Ultimately, if we are to understand how nervous systems are functioning, we need to understand a bit of all of these concepts. But in a time when we can start getting our hands around the shape of the manticore by mathematically probing neural responses, we also need to understand, very carefully, what we mean when we say “this neuron is representing X”. We need to understand that sometimes we want to know everything about how a neuron responds and sometimes we want to understand how it responds in a given context. Understanding the manifold of possible responses for a neuron, on the other hand, may make things too complex for our human minds to get a handle on. The very particulars of neural responses are what give us the adversarial examples in artificial networks that seem so wrong. Perhaps what we really want is to not understand the peaks and troughs of the neural manifold, but some piecewise approximations that are wrong but understandable and close enough.

Other ideas

  • Highly correlated objects will provide information about each other. May not show information in different testing conditions
  • What is being computed in high-D space?

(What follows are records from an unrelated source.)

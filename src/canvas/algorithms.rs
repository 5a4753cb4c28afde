//! Default drawing algorithms of [Canvas], expressed through `set_pixel` and `line` only.

use itertools::Itertools;
use nalgebra as na;

use super::{Canvas, PenStyle};
use crate::config::EllipseStyle;
use crate::geom::ellipsoid::points::ellipse_points;
use crate::math::covariance::{CovarianceError, CovarianceFactor};

/// Fewest and most segments used to approximate a circle.
const MIN_CIRCLE_SEGMENTS: usize = 8;
const MAX_CIRCLE_SEGMENTS: usize = 1024;

/// Visible pixel range of a canvas, in wide integers so that any `i32` arithmetic fits.
#[derive(Debug, Clone, Copy)]
struct Bounds {
    width: i64,
    height: i64,
}

impl Bounds {
    fn of<C: Canvas + ?Sized>(canvas: &C) -> Self {
        Self {
            width: i64::try_from(canvas.width()).unwrap_or(i64::MAX),
            height: i64::try_from(canvas.height()).unwrap_or(i64::MAX),
        }
    }

    fn is_empty(&self) -> bool {
        self.width <= 0 || self.height <= 0
    }

    fn contains(&self, x: i64, y: i64) -> bool {
        (0..self.width).contains(&x) && (0..self.height).contains(&y)
    }
}

/// Square pen footprint of side `width`, extending `before` pixels towards negative
/// coordinates and `after` towards positive ones.
#[derive(Debug, Clone, Copy)]
struct Brush {
    before: i64,
    after: i64,
}

impl Brush {
    fn new(width: u32) -> Self {
        let width = i64::from(width.max(1));
        Self {
            before: (width - 1) / 2,
            after: width / 2,
        }
    }

    /// Paints the footprint centered on `(x, y)`, skipping pixels outside `bounds`.
    fn stamp<C: Canvas + ?Sized>(&self, canvas: &mut C, bounds: &Bounds, x: i64, y: i64, color: u32) {
        let xs = (x - self.before).max(0)..=(x + self.after).min(bounds.width - 1);
        let ys = (y - self.before).max(0)..=(y + self.after).min(bounds.height - 1);

        for py in ys {
            for px in xs.clone() {
                debug_assert!(bounds.contains(px, py));
                // In bounds, hence within i32
                canvas.set_pixel(px as i32, py as i32, color);
            }
        }
    }
}

/// `num / den` rounded half away from zero, `den > 0`.
fn div_round(num: i128, den: i128) -> i128 {
    if num >= 0 {
        (num + den / 2) / den
    } else {
        -((-num + den / 2) / den)
    }
}

/// Steps `k in [0, steps]` whose major coordinate `start + direction * k` lies in
/// `[low, high]`, or `None` if there are none.
fn visible_steps(start: i64, direction: i64, steps: i64, low: i64, high: i64) -> Option<(i64, i64)> {
    let (first, last) = match direction {
        0 if (low..=high).contains(&start) => (0, 0),
        0 => return None,
        1 => (low - start, high - start),
        _ => (start - high, start - low),
    };

    let (first, last) = (first.max(0), last.min(steps));
    (first <= last).then_some((first, last))
}

/// Rasterizes a line one pixel per step along its major axis, rounding the minor coordinate.
///
/// Only the steps whose pixels can reach the canvas are visited, so lines with end points
/// anywhere in the `i32` range cost at most one pass over the canvas. The pen pattern is
/// indexed by the step counted from `(x0, y0)` and is therefore unaffected by clipping.
#[allow(clippy::too_many_arguments)]
pub fn draw_line<C: Canvas + ?Sized>(
    canvas: &mut C,
    x0: i32,
    y0: i32,
    x1: i32,
    y1: i32,
    color: u32,
    width: u32,
    pen: PenStyle,
) {
    let bounds = Bounds::of(canvas);
    if bounds.is_empty() {
        return;
    }
    let brush = Brush::new(width);

    let (x0, y0, x1, y1) = (i64::from(x0), i64::from(y0), i64::from(x1), i64::from(y1));
    let (dx, dy) = (x1 - x0, y1 - y0);
    let steps = dx.abs().max(dy.abs());

    let x_major = dx.abs() >= dy.abs();
    let (major_start, major_direction, major_extent) = if x_major {
        (x0, dx.signum(), bounds.width)
    } else {
        (y0, dy.signum(), bounds.height)
    };
    let (minor_start, minor_delta) = if x_major { (y0, dy) } else { (x0, dx) };

    let Some((first, last)) = visible_steps(
        major_start,
        major_direction,
        steps,
        -brush.after,
        major_extent - 1 + brush.before,
    ) else {
        return;
    };

    for k in first..=last {
        if !pen.is_on(k as u64) {
            continue;
        }

        let major = major_start + major_direction * k;
        let minor = minor_start
            + div_round(
                i128::from(k) * i128::from(minor_delta),
                i128::from(steps.max(1)),
            ) as i64;
        let (x, y) = if x_major { (major, minor) } else { (minor, major) };

        brush.stamp(canvas, &bounds, x, y, color);
    }
}

fn ordered(a: i32, b: i32) -> (i64, i64) {
    let (a, b) = (i64::from(a), i64::from(b));
    (a.min(b), a.max(b))
}

/// Outline drawn as nested rectangles of width 1, shrinking inwards, each made of four
/// [Canvas::line] calls.
///
/// Only the insets whose outline can cross the canvas are drawn: outer ones that enclose the
/// whole canvas are skipped, as are inner ones that no longer overlap it.
pub fn draw_rectangle<C: Canvas + ?Sized>(
    canvas: &mut C,
    x0: i32,
    y0: i32,
    x1: i32,
    y1: i32,
    color: u32,
    width: u32,
) {
    let bounds = Bounds::of(canvas);
    if bounds.is_empty() {
        return;
    }

    let (left, right) = ordered(x0, x1);
    let (top, bottom) = ordered(y0, y1);

    let first = [
        -left,
        right - (bounds.width - 1),
        -top,
        bottom - (bounds.height - 1),
    ]
    .into_iter()
    .min()
    .map_or(0, |inset| inset.max(0));
    let last = [
        i64::from(width.max(1)) - 1,
        (right - left) / 2,
        (bottom - top) / 2,
        bounds.width - 1 - left,
        right,
        bounds.height - 1 - top,
        bottom,
    ]
    .into_iter()
    .min()
    .unwrap_or(-1);

    for inset in first..=last {
        // Insets stay between the original corners, hence within i32
        let (l, r) = ((left + inset) as i32, (right - inset) as i32);
        let (t, b) = ((top + inset) as i32, (bottom - inset) as i32);
        canvas.line(l, t, r, t, color, 1, PenStyle::Solid);
        canvas.line(r, t, r, b, color, 1, PenStyle::Solid);
        canvas.line(r, b, l, b, color, 1, PenStyle::Solid);
        canvas.line(l, b, l, t, color, 1, PenStyle::Solid);
    }
}

pub fn fill_rectangle<C: Canvas + ?Sized>(
    canvas: &mut C,
    x0: i32,
    y0: i32,
    x1: i32,
    y1: i32,
    color: u32,
) {
    let bounds = Bounds::of(canvas);
    if bounds.is_empty() {
        return;
    }

    let (left, right) = ordered(x0, x1);
    let (top, bottom) = ordered(y0, y1);

    for y in top.max(0)..=bottom.min(bounds.height - 1) {
        for x in left.max(0)..=right.min(bounds.width - 1) {
            canvas.set_pixel(x as i32, y as i32, color);
        }
    }
}

/// Rounds a canvas coordinate to the nearest pixel, saturating at the `i32` range.
fn to_pixel<F: na::RealField + Copy>(value: F) -> i32 {
    let value: f64 = value.to_subset_unchecked();
    value.round() as i32
}

/// Joins consecutive points with [Canvas::line], plus the closing segment if `closed`.
fn draw_polyline<C: Canvas + ?Sized>(
    canvas: &mut C,
    pixels: &[(i32, i32)],
    closed: bool,
    color: u32,
    width: u32,
    pen: PenStyle,
) {
    for (&(x0, y0), &(x1, y1)) in pixels.iter().tuple_windows() {
        canvas.line(x0, y0, x1, y1, color, width, pen);
    }

    if closed && pixels.len() > 2 {
        if let (Some(&(x0, y0)), Some(&(x1, y1))) = (pixels.last(), pixels.first()) {
            canvas.line(x0, y0, x1, y1, color, width, pen);
        }
    }
}

/// Circle approximated by a closed polygon with about one vertex per pixel of circumference.
pub fn draw_circle<C: Canvas + ?Sized>(
    canvas: &mut C,
    x: i32,
    y: i32,
    radius: i32,
    color: u32,
    width: u32,
) {
    let radius = f64::from(radius.unsigned_abs());
    if radius == 0.0 {
        canvas.line(x, y, x, y, color, width, PenStyle::Solid);
        return;
    }

    let segments = ((std::f64::consts::TAU * radius).ceil() as usize)
        .clamp(MIN_CIRCLE_SEGMENTS, MAX_CIRCLE_SEGMENTS);
    let shape = na::Matrix2::identity() * radius;
    let center = na::Point2::new(f64::from(x), f64::from(y));

    let pixels = ellipse_points(&shape, &center, segments)
        .into_iter()
        .map(|p| (to_pixel(p.x), to_pixel(p.y)))
        .collect_vec();

    draw_polyline(canvas, &pixels, true, color, width, PenStyle::Solid);
}

/// Confidence ellipse of a 2D Gaussian.
///
/// The covariance is factored into a shape matrix spanning `style.confidence_stds` standard
/// deviations, `style.num_points` boundary points are generated and consecutive points are
/// joined, giving `num_points - 1` lines. The segment from the last point back to the first is
/// only drawn when `style.closed` is set.
///
/// # Errors
/// Returns the factorization error before anything is drawn.
///
/// # Panics
/// If `style.num_points` is zero.
pub fn draw_ellipse_gaussian<Cv, F, C>(
    canvas: &mut Cv,
    covariance: &C,
    mean: &na::Point2<F>,
    style: &EllipseStyle<F>,
) -> Result<(), CovarianceError>
where
    Cv: Canvas + ?Sized,
    F: na::RealField + Copy,
    C: CovarianceFactor<F, 2>,
{
    let shape = covariance.shape_matrix(style.confidence_stds)?;

    let pixels = ellipse_points(&shape, mean, style.num_points)
        .into_iter()
        .map(|p| (to_pixel(p.x), to_pixel(p.y)))
        .collect_vec();

    draw_polyline(
        canvas,
        &pixels,
        style.closed,
        style.color,
        style.width,
        style.pen,
    );
    Ok(())
}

  • If we have some correlate of a feature, does it matter if it is not used?
  • What we say we want when we look for representations is intent or causality
  • This is a different concept than “mental representation
  • Representation at a neuron level or network level? What if one is decodable and one is not?
  • We think of neurons as passive encoders or simple decoders, but why not think of them as acting on their environment in the same way as any other cell/organism? What difference is there really?
  • Closed loop vs static encoders
  • ICA gives you oriented gabors etc. So: is the representation of edges or is the representation of the independent components of a scene?